--- Dataset extract ---

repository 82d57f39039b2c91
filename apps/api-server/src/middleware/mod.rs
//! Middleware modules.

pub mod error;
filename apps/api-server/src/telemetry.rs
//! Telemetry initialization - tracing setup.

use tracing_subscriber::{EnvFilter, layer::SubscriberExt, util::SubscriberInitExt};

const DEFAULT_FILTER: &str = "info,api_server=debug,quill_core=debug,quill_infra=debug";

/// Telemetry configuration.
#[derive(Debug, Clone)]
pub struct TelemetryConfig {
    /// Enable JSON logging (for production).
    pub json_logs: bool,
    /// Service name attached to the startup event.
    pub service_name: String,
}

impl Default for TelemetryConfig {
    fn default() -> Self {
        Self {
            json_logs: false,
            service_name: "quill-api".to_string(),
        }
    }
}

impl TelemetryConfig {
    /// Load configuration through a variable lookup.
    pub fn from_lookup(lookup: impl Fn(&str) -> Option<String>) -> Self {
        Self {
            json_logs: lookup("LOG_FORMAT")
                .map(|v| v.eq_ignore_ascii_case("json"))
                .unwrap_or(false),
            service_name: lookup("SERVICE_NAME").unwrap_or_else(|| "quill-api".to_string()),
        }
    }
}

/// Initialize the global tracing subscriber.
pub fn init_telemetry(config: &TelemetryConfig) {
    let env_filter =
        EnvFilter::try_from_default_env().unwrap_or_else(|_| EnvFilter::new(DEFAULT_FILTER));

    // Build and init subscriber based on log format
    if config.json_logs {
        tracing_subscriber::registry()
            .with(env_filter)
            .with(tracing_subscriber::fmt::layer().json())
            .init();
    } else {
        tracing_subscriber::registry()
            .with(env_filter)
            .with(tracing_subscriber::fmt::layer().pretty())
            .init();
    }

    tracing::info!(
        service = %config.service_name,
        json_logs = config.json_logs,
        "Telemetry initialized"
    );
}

---

- [Goal of the exercise] From the first line to the last, reproduce the data above exactly.

- [Result of this exercise]
repository 82d57f39039b2c91
filename apps/api-server/src/middleware/mod.rs
//! Middleware modules.

pub mod error;
filename apps/api-server/src/telemetry.rs
//! Telemetry initialization - tracing setup.

use tracing_subscriber::{EnvFilter, layer::SubscriberExt, util::SubscriberInitExt};

const DEFAULT_FILTER: &str = "info,api_server=debug,quill_core=debug,quill_infra=debug";

/// Telemetry configuration.
#[derive(Debug, Clone)]
pub struct TelemetryConfig {
    /// Enable JSON logging (for production).
    pub json_logs: bool,
    /// Service name attached to the startup event.
    pub service_name: String,
}

impl Default for TelemetryConfig {
    fn default() -> Self {
        Self {
            json_logs: false,
            service_name: "quill-api".to_string(),
        }
    }
}

impl TelemetryConfig {
    /// Load configuration through a variable lookup.
    pub fn from_lookup(lookup: impl Fn(&str) -> Option<String>) -> Self {
        Self {
            json_logs: lookup("LOG_FORMAT")
                .map(|v| v.eq_ignore_ascii_case("json"))
                .unwrap_or(false),
            service_name: lookup("SERVICE_NAME").unwrap_or_else(|| "quill-api".to_string()),
        }
    }
}

/// Initialize the global tracing subscriber.
pub fn init_telemetry(config: &TelemetryConfig) {
    let env_filter =
        EnvFilter::try_from_default_env().unwrap_or_else(|_| EnvFilter::new(DEFAULT_FILTER));

    // Build and init subscriber based on log format
    if config.json_logs {
        tracing_subscriber::registry()
            .with(env_filter)
            .with(tracing_subscriber::fmt::layer().json())
            .init();
    } else {
        tracing_subscriber::registry()
            .with(env_filter)
            .with(tracing_subscriber::fmt::layer().pretty())
            .init();
    }

    tracing::info!(
        service = %config.service_name,
        json_logs = config.json_logs,
        "Telemetry initialized"
    );
}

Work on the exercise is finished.